» INSTRUCTIONS TO FOLLOW
Nothing is needed except the lines below that run from the one with "exchange and then" through the one with "use leptos::prelude::*;", repeated exactly.

======== DATA FOR PROCESSING ========

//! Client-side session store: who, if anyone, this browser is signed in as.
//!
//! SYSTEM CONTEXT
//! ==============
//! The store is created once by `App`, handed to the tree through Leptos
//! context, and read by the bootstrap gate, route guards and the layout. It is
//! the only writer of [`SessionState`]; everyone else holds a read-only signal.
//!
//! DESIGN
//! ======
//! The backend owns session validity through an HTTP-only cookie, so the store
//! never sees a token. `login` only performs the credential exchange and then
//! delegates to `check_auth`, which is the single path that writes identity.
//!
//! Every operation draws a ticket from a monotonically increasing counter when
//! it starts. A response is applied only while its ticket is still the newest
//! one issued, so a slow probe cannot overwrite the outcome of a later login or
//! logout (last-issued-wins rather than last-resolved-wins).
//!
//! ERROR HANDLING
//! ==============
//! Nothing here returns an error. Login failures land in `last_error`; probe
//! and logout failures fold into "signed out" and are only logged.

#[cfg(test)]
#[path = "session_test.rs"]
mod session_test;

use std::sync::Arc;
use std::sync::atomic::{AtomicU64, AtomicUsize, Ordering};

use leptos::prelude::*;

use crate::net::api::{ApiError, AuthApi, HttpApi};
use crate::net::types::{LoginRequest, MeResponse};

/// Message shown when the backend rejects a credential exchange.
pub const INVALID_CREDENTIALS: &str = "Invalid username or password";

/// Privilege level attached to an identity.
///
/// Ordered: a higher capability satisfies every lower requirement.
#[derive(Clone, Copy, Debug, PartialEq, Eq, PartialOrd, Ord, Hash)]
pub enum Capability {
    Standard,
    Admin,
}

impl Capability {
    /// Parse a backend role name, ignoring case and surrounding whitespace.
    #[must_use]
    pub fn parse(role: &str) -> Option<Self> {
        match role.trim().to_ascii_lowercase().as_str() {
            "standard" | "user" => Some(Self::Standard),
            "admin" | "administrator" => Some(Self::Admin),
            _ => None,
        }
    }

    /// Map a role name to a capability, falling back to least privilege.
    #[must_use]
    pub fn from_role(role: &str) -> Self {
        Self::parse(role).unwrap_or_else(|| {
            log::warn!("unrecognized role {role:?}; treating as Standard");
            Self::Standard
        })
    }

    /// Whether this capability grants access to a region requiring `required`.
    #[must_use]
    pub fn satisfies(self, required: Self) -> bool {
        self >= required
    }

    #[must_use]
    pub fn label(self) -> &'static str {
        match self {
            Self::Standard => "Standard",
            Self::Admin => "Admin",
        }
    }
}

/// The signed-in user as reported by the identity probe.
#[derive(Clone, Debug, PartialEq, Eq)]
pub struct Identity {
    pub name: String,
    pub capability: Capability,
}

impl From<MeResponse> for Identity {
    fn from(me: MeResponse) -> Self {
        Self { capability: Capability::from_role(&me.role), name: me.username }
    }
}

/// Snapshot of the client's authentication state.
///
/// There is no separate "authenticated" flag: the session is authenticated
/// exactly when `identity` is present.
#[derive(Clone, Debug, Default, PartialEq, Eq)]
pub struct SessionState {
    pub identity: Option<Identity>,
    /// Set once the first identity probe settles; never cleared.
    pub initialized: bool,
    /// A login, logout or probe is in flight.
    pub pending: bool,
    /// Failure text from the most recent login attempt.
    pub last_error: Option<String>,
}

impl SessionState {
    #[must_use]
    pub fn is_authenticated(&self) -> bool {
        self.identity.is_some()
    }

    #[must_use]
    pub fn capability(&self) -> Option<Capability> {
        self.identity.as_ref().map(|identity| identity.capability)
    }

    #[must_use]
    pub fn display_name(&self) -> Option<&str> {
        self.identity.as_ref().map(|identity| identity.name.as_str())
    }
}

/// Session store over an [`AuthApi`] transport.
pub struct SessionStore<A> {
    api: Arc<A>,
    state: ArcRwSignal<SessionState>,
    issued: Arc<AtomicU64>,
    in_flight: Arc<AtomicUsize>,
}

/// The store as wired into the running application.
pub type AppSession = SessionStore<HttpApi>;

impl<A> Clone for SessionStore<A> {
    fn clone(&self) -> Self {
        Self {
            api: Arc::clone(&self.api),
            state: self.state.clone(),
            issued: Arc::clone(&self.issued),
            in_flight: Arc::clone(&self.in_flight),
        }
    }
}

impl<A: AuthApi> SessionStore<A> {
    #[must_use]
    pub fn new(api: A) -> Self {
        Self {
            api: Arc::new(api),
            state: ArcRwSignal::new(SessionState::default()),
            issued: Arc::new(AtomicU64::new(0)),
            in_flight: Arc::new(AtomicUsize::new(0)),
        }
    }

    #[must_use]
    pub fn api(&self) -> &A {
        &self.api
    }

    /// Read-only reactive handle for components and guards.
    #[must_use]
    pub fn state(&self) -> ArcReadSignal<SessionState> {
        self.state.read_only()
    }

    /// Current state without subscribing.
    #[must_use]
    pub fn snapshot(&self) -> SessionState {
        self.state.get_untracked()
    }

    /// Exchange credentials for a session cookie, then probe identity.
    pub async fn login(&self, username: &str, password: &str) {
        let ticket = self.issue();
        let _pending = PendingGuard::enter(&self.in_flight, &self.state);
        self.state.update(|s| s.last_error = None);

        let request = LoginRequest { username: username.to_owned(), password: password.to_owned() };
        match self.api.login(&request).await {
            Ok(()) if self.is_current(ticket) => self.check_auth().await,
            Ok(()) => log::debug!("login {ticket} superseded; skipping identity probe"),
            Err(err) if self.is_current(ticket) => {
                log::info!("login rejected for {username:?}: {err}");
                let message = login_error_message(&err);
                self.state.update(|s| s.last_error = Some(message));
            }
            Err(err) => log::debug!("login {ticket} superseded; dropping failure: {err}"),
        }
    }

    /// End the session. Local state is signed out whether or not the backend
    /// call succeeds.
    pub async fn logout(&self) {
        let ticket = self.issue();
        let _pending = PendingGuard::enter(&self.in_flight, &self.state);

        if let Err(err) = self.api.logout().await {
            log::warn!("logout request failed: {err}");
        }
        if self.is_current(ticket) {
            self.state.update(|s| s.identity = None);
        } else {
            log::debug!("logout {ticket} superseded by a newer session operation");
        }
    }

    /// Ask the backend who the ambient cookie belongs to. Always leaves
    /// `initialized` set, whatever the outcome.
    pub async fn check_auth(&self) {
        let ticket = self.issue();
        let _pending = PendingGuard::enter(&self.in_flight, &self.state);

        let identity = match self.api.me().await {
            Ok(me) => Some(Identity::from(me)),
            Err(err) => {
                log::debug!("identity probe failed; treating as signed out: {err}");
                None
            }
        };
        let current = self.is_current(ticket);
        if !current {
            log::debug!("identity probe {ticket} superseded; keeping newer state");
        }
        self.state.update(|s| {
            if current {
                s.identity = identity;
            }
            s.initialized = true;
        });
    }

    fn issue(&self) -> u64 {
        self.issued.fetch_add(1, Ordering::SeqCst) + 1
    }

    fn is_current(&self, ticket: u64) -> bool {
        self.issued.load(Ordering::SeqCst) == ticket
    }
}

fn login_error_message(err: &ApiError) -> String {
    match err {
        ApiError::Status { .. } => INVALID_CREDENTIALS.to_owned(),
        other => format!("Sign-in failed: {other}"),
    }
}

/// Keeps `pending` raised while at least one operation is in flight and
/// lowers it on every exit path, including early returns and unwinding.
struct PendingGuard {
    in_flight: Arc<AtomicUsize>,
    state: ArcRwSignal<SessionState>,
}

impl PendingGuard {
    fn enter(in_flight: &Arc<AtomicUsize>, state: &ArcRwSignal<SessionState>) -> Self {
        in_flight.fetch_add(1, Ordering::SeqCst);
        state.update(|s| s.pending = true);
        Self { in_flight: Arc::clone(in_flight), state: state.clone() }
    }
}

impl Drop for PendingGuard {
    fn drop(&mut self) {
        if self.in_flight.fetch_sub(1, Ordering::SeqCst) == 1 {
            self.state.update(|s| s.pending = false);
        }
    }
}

========

» ANSWER BOX
//! never sees a token. `login` only performs the credential exchange and then
//! delegates to `check_auth`, which is the single path that writes identity.
//!
//! Every operation draws a ticket from a monotonically increasing counter when
//! it starts. A response is applied only while its ticket is still the newest
//! one issued, so a slow probe cannot overwrite the outcome of a later login or
//! logout (last-issued-wins rather than last-resolved-wins).
//!
//! ERROR HANDLING
//! ==============
//! Nothing here returns an error. Login failures land in `last_error`; probe
//! and logout failures fold into "signed out" and are only logged.

#[cfg(test)]
#[path = "session_test.rs"]
mod session_test;

use std::sync::Arc;
use std::sync::atomic::{AtomicU64, AtomicUsize, Ordering};

use leptos::prelude::*;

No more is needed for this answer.